TO DO:
Pull every line with "match" from the data.

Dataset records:
○ ○ ○

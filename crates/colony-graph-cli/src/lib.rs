//! CLI logic for the colony graph tool.
//!
//! This module reads a catalog and colony record files, builds every colony
//! and prints a summary of its graphs. A colony that fails to build is
//! reported and skipped.

pub mod error_adapter;

mod args;
mod config;
mod error;
mod summary;

pub use args::Args;
pub use config::ConfigError;
pub use error::CliError;

use std::{
    fs,
    io::{self, Write},
    path::Path,
};

use log::{error, info, warn};

use colony_graph::{ColonyBuilder, ColonyError, catalog::StaticCatalog};
use colony_graph_loader::{LoadError, record::ColonyRecord};

use error_adapter::{ColonyDiagnostic, ErrorAdapter, render};

/// Run the colony graph CLI application
///
/// Summaries are written to standard output.
///
/// # Errors
///
/// See [`run_with_output`].
pub fn run(args: &Args) -> Result<(), CliError> {
    let stdout = io::stdout();
    run_with_output(args, &mut stdout.lock())
}

/// Run the CLI, writing colony summaries to `out`.
///
/// # Errors
///
/// Returns `CliError` for:
/// - Configuration loading errors
/// - An unreadable or malformed catalog
/// - Failure to write the summary
/// - [`CliError::Failed`] once all inputs are processed, if any colony failed
pub fn run_with_output(args: &Args, out: &mut impl Write) -> Result<(), CliError> {
    info!(
        inputs = args.inputs.len(),
        catalog_path = args.catalog;
        "Processing colonies"
    );

    let app_config = config::load_config(args.config.as_ref())?;
    let catalog = load_catalog(Path::new(&args.catalog))?;
    let builder = ColonyBuilder::new(app_config);

    let mut total = 0;
    let mut failed = 0;

    for input in &args.inputs {
        let path = Path::new(input);
        let records = match read_records(path) {
            Ok(records) => records,
            Err(err) => {
                total += 1;
                failed += 1;
                error!("{}", render(&ErrorAdapter(&err)));
                continue;
            }
        };

        for (index, record) in records.into_iter().enumerate() {
            total += 1;

            let (label, outcome) = match record {
                Ok(record) => (record.name.clone(), builder.load(&record, &catalog)),
                Err(err) => (
                    format!("{}#{index}", path.display()),
                    Err(ColonyError::from(err)),
                ),
            };

            match outcome {
                Ok(colony) => {
                    summary::write_summary(out, &colony)?;
                    info!(planet = label, export_stem = colony.export_stem(); "Colony built");
                }
                Err(err) => {
                    failed += 1;
                    error!("{}", render(&ColonyDiagnostic::new(&label, &err)));
                }
            }
        }
    }

    if failed > 0 {
        warn!(failed, total; "Some colonies were skipped");
        return Err(CliError::Failed { failed, total });
    }

    info!(colonies = total; "All colonies built");
    Ok(())
}

fn load_catalog(path: &Path) -> Result<StaticCatalog, CliError> {
    let content = fs::read_to_string(path).map_err(|source| CliError::Read {
        path: path.to_path_buf(),
        source,
    })?;

    let catalog: StaticCatalog =
        serde_json::from_str(&content).map_err(|source| CliError::Catalog {
            path: path.to_path_buf(),
            source,
        })?;

    info!(entries = catalog.len(); "Catalog loaded");
    Ok(catalog)
}

fn read_records(path: &Path) -> Result<Vec<Result<ColonyRecord, LoadError>>, CliError> {
    let source = fs::read_to_string(path).map_err(|source| CliError::Read {
        path: path.to_path_buf(),
        source,
    })?;

    colony_graph_loader::parse_records(&source).map_err(|source| CliError::Input {
        path: path.to_path_buf(),
        source,
    })
}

○ ○ ○

SOLVED PROBLEM:
        let records = match read_records(path) {
            let (label, outcome) = match record {
            match outcome {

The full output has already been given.